Appeal from an order of the Surrogate's Court, Oswego County (John J. Elliott, S.), entered August 25, 2009. The order, insofar as appealed from, denied that part of the petition seeking approval of a supplemental needs trust.

The opinion of the court was delivered by: Green, J.

Published by New York State Law Reporting Bureau pursuant to Judiciary Law § 431.

This opinion is uncorrected and subject to revision before publication in the Official Reports.


It is hereby ORDERED that the order insofar as appealed from is unanimously reversed on the law without costs and the petition is granted in its entirety.

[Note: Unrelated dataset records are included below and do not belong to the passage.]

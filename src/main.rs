use anyhow::{Result, bail};
use chrono::NaiveDate;
use clap::{Args, CommandFactory, Parser, Subcommand};
use fintree::core::asset::{AssetKind, DEFAULT_CURRENCY};
use fintree::core::log::init_logging;
use fintree::core::mutation::{AssetDraft, AssetForm, MoveTarget};
use fintree::core::transaction::Direction;

#[derive(Parser)]
#[command(version, about)]
struct Cli {
    /// Enable verbose logging
    #[arg(short, long, global = true)]
    verbose: bool,

    /// Path to optional configuration file
    #[arg(short, long, global = true)]
    config_path: Option<String>,

    #[command(subcommand)]
    command: Option<Commands>,
}

#[derive(Subcommand)]
enum Commands {
    /// Create default configuration
    Setup,
    /// Display the asset tree
    Tree,
    /// Display the value distribution
    Dist {
        /// Restrict the breakdown to these nodes
        #[arg(long = "select", num_args = 1..)]
        select: Vec<String>,
    },
    /// Display the converted value of one node or of everything
    Value { id: Option<String> },
    /// Move assets under another group
    Move {
        #[arg(required = true)]
        ids: Vec<String>,
        #[command(flatten)]
        destination: Destination,
    },
    /// Create a group
    AddGroup {
        name: String,
        #[arg(long)]
        parent: Option<String>,
    },
    /// Create an asset inside a group
    Add(AddArgs),
    /// Rename an asset or group
    Rename { id: String, name: String },
    /// Delete assets or groups
    Delete {
        #[arg(required = true)]
        ids: Vec<String>,
    },
    /// List transactions
    Transactions {
        #[arg(long)]
        account: Option<String>,
        /// Page number, starting at 1
        #[arg(long, default_value_t = 1, value_parser = clap::value_parser!(u32).range(1..))]
        page: u32,
    },
    /// Record a buy or sell
    Record(RecordArgs),
    /// Delete a recorded transaction
    DeleteTransaction { id: String },
    /// Display the price history of an account
    Prices { account: String },
    /// Fetch and display exchange rates
    Rates,
    /// Keep refreshing the assets until Ctrl-C
    Watch,
}

#[derive(Args)]
#[group(required = true, multiple = false)]
struct Destination {
    /// Destination group
    #[arg(long)]
    to: Option<String>,
    /// Move to the top level
    #[arg(long)]
    root: bool,
}

#[derive(Args)]
#[group(required = true, multiple = false)]
struct Side {
    #[arg(long)]
    buy: bool,
    #[arg(long)]
    sell: bool,
}

impl Side {
    fn direction(&self) -> Direction {
        if self.sell && !self.buy {
            Direction::Outflow
        } else {
            Direction::Inflow
        }
    }
}

#[derive(Args)]
struct AddArgs {
    /// cash, stock, crypto, fund, bond, real_estate or other
    kind: AssetKind,
    name: String,
    #[arg(long)]
    parent: String,
    #[arg(long, default_value = DEFAULT_CURRENCY)]
    currency: String,
    /// Purchase date, YYYY-MM-DD
    #[arg(long)]
    date: Option<NaiveDate>,
    /// Cash amount
    #[arg(long)]
    amount: Option<f64>,
    /// Units held (stock, crypto, fund shares, bonds)
    #[arg(long)]
    quantity: Option<f64>,
    #[arg(long)]
    unit_cost: Option<f64>,
    #[arg(long)]
    symbol: Option<String>,
    #[arg(long)]
    fund_code: Option<String>,
    #[arg(long)]
    face_value: Option<f64>,
    /// Total value (real_estate, other)
    #[arg(long)]
    total_value: Option<f64>,
}

#[derive(Args)]
struct RecordArgs {
    account: String,
    #[command(flatten)]
    side: Side,
    #[arg(long)]
    quantity: f64,
    #[arg(long)]
    price: f64,
    #[arg(long)]
    currency: Option<String>,
    #[arg(long)]
    description: Option<String>,
    #[arg(long)]
    date: Option<String>,
}

impl TryFrom<AddArgs> for AssetDraft {
    type Error = anyhow::Error;

    fn try_from(args: AddArgs) -> Result<Self> {
        // Missing numbers become 0 so validation reports them per field
        let form = match args.kind {
            AssetKind::Cash => AssetForm::Cash {
                amount: args.amount.unwrap_or_default(),
            },
            AssetKind::Stock => AssetForm::Stock {
                quantity: args.quantity.unwrap_or_default(),
                unit_cost: args.unit_cost.unwrap_or_default(),
                symbol: args.symbol,
            },
            AssetKind::Crypto => AssetForm::Crypto {
                quantity: args.quantity.unwrap_or_default(),
                unit_cost: args.unit_cost.unwrap_or_default(),
                symbol: args.symbol,
            },
            AssetKind::Fund => AssetForm::Fund {
                shares: args.quantity.unwrap_or_default(),
                unit_cost: args.unit_cost.unwrap_or_default(),
                fund_code: args.fund_code.unwrap_or_default(),
            },
            AssetKind::Bond => AssetForm::Bond {
                quantity: args.quantity,
                face_value: args.face_value.unwrap_or_default(),
            },
            AssetKind::RealEstate => AssetForm::RealEstate {
                total_value: args.total_value.unwrap_or_default(),
            },
            AssetKind::Other => AssetForm::Other {
                total_value: args.total_value.unwrap_or_default(),
            },
            AssetKind::Group => bail!("Use `add-group` to create groups"),
            AssetKind::BrokerImport => bail!("Broker imports cannot be created by hand"),
        };
        Ok(AssetDraft {
            name: args.name,
            parent_id: args.parent,
            currency: args.currency,
            purchase_date: args.date,
            form,
        })
    }
}

impl From<RecordArgs> for fintree::TransactionInput {
    fn from(args: RecordArgs) -> Self {
        fintree::TransactionInput {
            account: args.account,
            direction: args.side.direction(),
            quantity: args.quantity,
            price: args.price,
            currency: args.currency,
            description: args.description,
            date: args.date,
        }
    }
}

impl TryFrom<Commands> for fintree::AppCommand {
    type Error = anyhow::Error;

    fn try_from(cmd: Commands) -> Result<fintree::AppCommand> {
        use fintree::AppCommand;

        Ok(match cmd {
            Commands::Tree => AppCommand::Tree,
            Commands::Dist { select } => AppCommand::Dist { select },
            Commands::Value { id } => AppCommand::Value { id },
            Commands::Move { ids, destination } => {
                let target = match (destination.to, destination.root) {
                    (_, true) => MoveTarget::Root,
                    (Some(group), false) => MoveTarget::Group(group),
                    (None, false) => bail!("Either --to or --root is required"),
                };
                AppCommand::Move { ids, target }
            }
            Commands::AddGroup { name, parent } => AppCommand::AddGroup { name, parent },
            Commands::Add(args) => AppCommand::Add(args.try_into()?),
            Commands::Rename { id, name } => AppCommand::Rename { id, name },
            Commands::Delete { ids } => AppCommand::Delete { ids },
            Commands::Transactions { account, page } => {
                AppCommand::Transactions { account, page }
            }
            Commands::Record(args) => AppCommand::Record(args.into()),
            Commands::DeleteTransaction { id } => AppCommand::DeleteTransaction { id },
            Commands::Prices { account } => AppCommand::Prices { account },
            Commands::Rates => AppCommand::Rates,
            Commands::Watch => AppCommand::Watch,
            Commands::Setup => bail!("Setup command should be handled separately"),
        })
    }
}

#[tokio::main]
async fn main() -> Result<()> {
    let cli = Cli::parse();

    init_logging(cli.verbose);

    let result = match cli.command {
        Some(Commands::Setup) => match cli.config_path.as_deref() {
            Some(path) => fintree::cli::setup::setup_at_path(path),
            None => fintree::cli::setup::setup(),
        },
        Some(cmd) => match fintree::AppCommand::try_from(cmd) {
            Ok(command) => fintree::run_command(command, cli.config_path.as_deref()).await,
            Err(e) => Err(e),
        },
        None => {
            Cli::command().print_help()?;
            Ok(())
        }
    };

    if let Err(e) = &result {
        tracing::error!(error = %e, "Application failed");
    }
    result
}
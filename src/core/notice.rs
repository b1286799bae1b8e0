//! Non-fatal, user-visible notifications.

use std::sync::Mutex;
use tracing::warn;

#[derive(Debug, Clone, PartialEq)]
pub enum Notice {
    /// No fresh or stale rate was available, identity was used instead
    RateUnavailable { from: String, to: String },
    Disconnected(String),
    OperationFailed(String),
    Info(String),
}

impl std::fmt::Display for Notice {
    fn fmt(&self, f: &mut std::fmt::Formatter<'_>) -> std::fmt::Result {
        match self {
            Notice::RateUnavailable { from, to } => {
                write!(f, "Exchange rate unavailable: {from} -> {to}, using 1.0")
            }
            Notice::Disconnected(msg) => write!(f, "Backend unreachable: {msg}"),
            Notice::OperationFailed(msg) => write!(f, "Operation failed: {msg}"),
            Notice::Info(msg) => write!(f, "{msg}"),
        }
    }
}

pub trait Notifier: Send + Sync {
    fn notify(&self, notice: Notice);
}

/// Default notifier that only writes to the log.
#[derive(Debug, Default, Clone, Copy)]
pub struct LogNotifier;

impl Notifier for LogNotifier {
    fn notify(&self, notice: Notice) {
        warn!(%notice, "Notice");
    }
}

/// Keeps every notice in memory, mostly useful to inspect what happened.
#[derive(Debug, Default)]
pub struct CollectingNotifier {
    notices: Mutex<Vec<Notice>>,
}

impl CollectingNotifier {
    pub fn new() -> Self {
        Self::default()
    }

    pub fn take(&self) -> Vec<Notice> {
        self.notices
            .lock()
            .map(|mut n| std::mem::take(&mut *n))
            .unwrap_or_default()
    }
}

impl Notifier for CollectingNotifier {
    fn notify(&self, notice: Notice) {
        if let Ok(mut notices) = self.notices.lock() {
            notices.push(notice);
        }
    }
}
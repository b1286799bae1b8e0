use super::ui;
use crate::core::api::{PriceHistoryApi, TransactionApi};
use crate::core::transaction::{
    Direction, NewTransaction, PriceHistory, TransactionPage, TransactionQuery,
};
use crate::{App, TransactionInput};
use anyhow::{Context, Result};
use comfy_table::{Cell, CellAlignment, Color};

pub fn render_transactions(page: &TransactionPage) -> String {
    if page.transactions.is_empty() {
        return ui::style_text("No transactions", ui::StyleType::Subtle);
    }

    let mut table = ui::new_styled_table();
    table.set_header(vec![
        ui::header_cell("Date"),
        ui::header_cell("Account"),
        ui::header_cell("Direction"),
        ui::header_cell("Quantity"),
        ui::header_cell("Price"),
        ui::header_cell("Amount"),
        ui::header_cell("Description"),
    ]);
    for tx in &page.transactions {
        let direction_color = match tx.direction {
            Direction::Inflow => Color::Green,
            Direction::Outflow => Color::Red,
        };
        table.add_row(vec![
            Cell::new(&tx.date),
            Cell::new(&tx.account_id),
            Cell::new(tx.direction).fg(direction_color),
            ui::amount_cell(tx.quantity),
            Cell::new(format!("{:.2}{}", tx.price, tx.currency))
                .set_alignment(CellAlignment::Right),
            ui::amount_cell(tx.amount()),
            Cell::new(&tx.description),
        ]);
    }

    let p = &page.pagination;
    format!(
        "{table}\n{}",
        ui::style_text(
            &format!(
                "Page {} of {} ({} transactions)",
                p.page_index + 1,
                p.total_pages.max(1),
                p.total_count
            ),
            ui::StyleType::Subtle
        )
    )
}

pub fn render_price_history(history: &PriceHistory) -> String {
    if history.points.is_empty() {
        return ui::style_text(
            &format!("No price history for {}", history.account_id),
            ui::StyleType::Subtle,
        );
    }

    let mut table = ui::new_styled_table();
    table.set_header(vec![ui::header_cell("Date"), ui::header_cell("Price")]);
    for point in &history.points {
        table.add_row(vec![Cell::new(&point.date), ui::amount_cell(point.price)]);
    }
    table.to_string()
}

pub async fn run_list(app: &App, account: Option<&str>, page: u32) -> Result<()> {
    let mut query = TransactionQuery::for_page(&app.config.user_id, page, app.config.page_size);
    query.account_id = account.map(str::to_string);

    let pb = ui::new_spinner("Fetching transactions...");
    let result = app.client.list_transactions(&query).await;
    pb.finish_and_clear();

    let page = result.context("Failed to list transactions")?;
    println!("{}", render_transactions(&page));
    Ok(())
}

pub fn new_transaction(app: &App, input: &TransactionInput) -> NewTransaction {
    NewTransaction {
        user_id: app.config.user_id.clone(),
        account_id: input.account.clone(),
        direction: input.direction,
        quantity: input.quantity,
        price: input.price,
        currency: input
            .currency
            .clone()
            .unwrap_or_else(|| app.config.currency.clone()),
        description: input.description.clone(),
        date: input.date.clone(),
    }
}

pub async fn run_record(app: &App, input: &TransactionInput) -> Result<()> {
    let tx = new_transaction(app, input);
    app.client
        .create_transaction(&tx)
        .await
        .with_context(|| format!("Failed to record transaction for {}", tx.account_id))?;
    println!(
        "Recorded {} {} x {:.2}{} on {}",
        tx.direction, tx.quantity, tx.price, tx.currency, tx.account_id
    );
    Ok(())
}

pub async fn run_delete(app: &App, id: &str) -> Result<()> {
    if id.trim().is_empty() {
        anyhow::bail!("Transaction id must not be empty");
    }
    app.client
        .delete_transaction(id, &app.config.user_id)
        .await
        .with_context(|| format!("Failed to delete transaction {id}"))?;
    println!("Deleted transaction {id}");
    Ok(())
}

pub async fn run_prices(app: &App, account: &str) -> Result<()> {
    let history = app
        .client
        .price_history(account)
        .await
        .with_context(|| format!("Failed to fetch price history for {account}"))?;
    println!("{}", render_price_history(&history));
    Ok(())
}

Petitioner, as administratrix of the estate of her husband, Ronald Woolworth (decedent), commenced this proceeding seeking, inter alia, an order confirming the settlement of an action seeking damages for decedent's wrongful death and conscious pain and suffering, and approving petitioner's proposed distribution of the proceeds of that settlement. Surrogate's Court granted the relief sought in the petition, with the exception of the proposal that the Surrogate approve a supplemental needs trust (SNT) funded by petitioner's entire share of the net proceeds of the settlement. We conclude that the Surrogate should have granted the petition in its entirety, thereby approving the proposed SNT for the benefit of petitioner, who without dispute is a disabled person eligible for an SNT.


Decedent died intestate on March 15, 2006, survived by petitioner and two adult daughters. Pursuant to SCPA 702 (1), the Surrogate granted petitioner limited letters of administration to prosecute a cause of action in decedent's favor for wrongful death and/or conscious pain and suffering. She thereafter commenced an action alleging negligence and medical malpractice against physicians who treated decedent and the medical facility where he sought treatment in the months preceding his death. That action settled before trial for $737,500. Supreme Court authorized the settlement and ordered that the balance remaining after payment of attorney's fees, disbursements and uncovered medical expenses was payable to petitioner as administratrix of decedent's estate.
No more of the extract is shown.